Bones of around 200 soldiers have already been found preserved in a peat bog near the village of Alken on Denmarks Jutland peninsula.
Experts started digging again on Monday, saying they expected to find more bodies dating back 2,000 years to around the time of Christ.
Aarhus University archaeologist Mads Kahler Holst said: I guess we will end up with a scale that is much larger than the 200 that we have at present.
A peat bog in Denmark: The bones were found at the bottom of a water-filled pit like this, which kept the bodies well-preserved
A separate peat bog discovery led to the discovery of the Tolluwo Man, an amazingly well-preserved corpse from 220BC
Speaking by phone from the site on damp grazing meadows near Jutlands large lake of Mossoe, he added: We have only touched upon a very small part of what we expect to be there … We have not seen anything like this before in Denmark, but it is quite extraordinary even in a European perspective.
The first bones, belonging to people as young as 13, were discovered in 2009.
Cuts and slashes on the skeletons showed they had died violently, said Holst. But nothing was known for sure about the identity of the killers, or their victims.
That is one of the big mysteries … We dont know if it is local or foreign – we would expect it to be local, Holst said.

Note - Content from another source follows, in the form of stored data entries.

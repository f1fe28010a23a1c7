// src/errors.rs

//! Error types for node operations.

use std::fmt;
use tangled_core::CoreError;
use tangled_network::NetworkError;
use tangled_wallet::WalletError;

/// Main error type for node operations
#[derive(Debug)]
pub enum NodeError {
    /// Configuration file missing or malformed
    Config(String),

    /// Underlying peer-runtime error
    Network(NetworkError),

    /// Underlying tangle error
    Core(CoreError),

    /// Underlying wallet error
    Wallet(WalletError),

    /// Scheduler admission error (e.g. a message rejected into the
    /// invalid pool rather than the tangle)
    Scheduler(String),

    /// I/O error
    Io(std::io::Error),

    /// Wallet was required for this operation but the node has none
    NoWallet,
}

impl fmt::Display for NodeError {
    fn fmt(&self, f: &mut fmt::Formatter<'_>) -> fmt::Result {
        match self {
            NodeError::Config(msg) => write!(f, "config error: {}", msg),
            NodeError::Network(e) => write!(f, "network error: {}", e),
            NodeError::Core(e) => write!(f, "core error: {}", e),
            NodeError::Wallet(e) => write!(f, "wallet error: {}", e),
            NodeError::Scheduler(msg) => write!(f, "scheduler error: {}", msg),
            NodeError::Io(err) => write!(f, "I/O error: {}", err),
            NodeError::NoWallet => write!(f, "node has no wallet configured"),
        }
    }
}

impl std::error::Error for NodeError {}

impl From<std::io::Error> for NodeError {
    fn from(err: std::io::Error) -> Self {
        NodeError::Io(err)
    }
}

impl From<NetworkError> for NodeError {
    fn from(err: NetworkError) -> Self {
        NodeError::Network(err)
    }
}

impl From<CoreError> for NodeError {
    fn from(err: CoreError) -> Self {
        NodeError::Core(err)
    }
}

impl From<WalletError> for NodeError {
    fn from(err: WalletError) -> Self {
        NodeError::Wallet(err)
    }
}

/// Result type alias for node operations
pub type Result<T> = std::result::Result<T, NodeError>;

#[cfg(test)]
mod tests {
    use super::*;

    #[test]
    fn test_error_display() {
        let err = NodeError::Config("missing listen_addr".to_string());
        assert_eq!(format!("{}", err), "config error: missing listen_addr");
    }

    #[test]
    fn test_no_wallet_display() {
        assert_eq!(format!("{}", NodeError::NoWallet), "node has no wallet configured");
    }
}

We think it is a sacrifice related to warfare and probably the defeated soldiers were killed and thrown into the lake, he said.
The remains are from the beginning of the Roman Iron Age, though Roman armies never reached so far north.
It was the time when the Roman Empire had its greatest expansion to the north, Holst said. But even that push only got the Romans as far as modern day Germany, a few hundred kilometres to the south of the Danish site.
This conflict could have been a consequence of the Roman expansion, its effect on the Germanic world, Holst said.
He said the discovery could shed new light on what happened in those centuries beyond the borders of the Roman Empire.
It will also tell about what level of military organisation existed in this northern European area, he said.
Similar discoveries of sacrificed warriors from a few hundred years earlier have been made at Celtic sites in France, Holst said.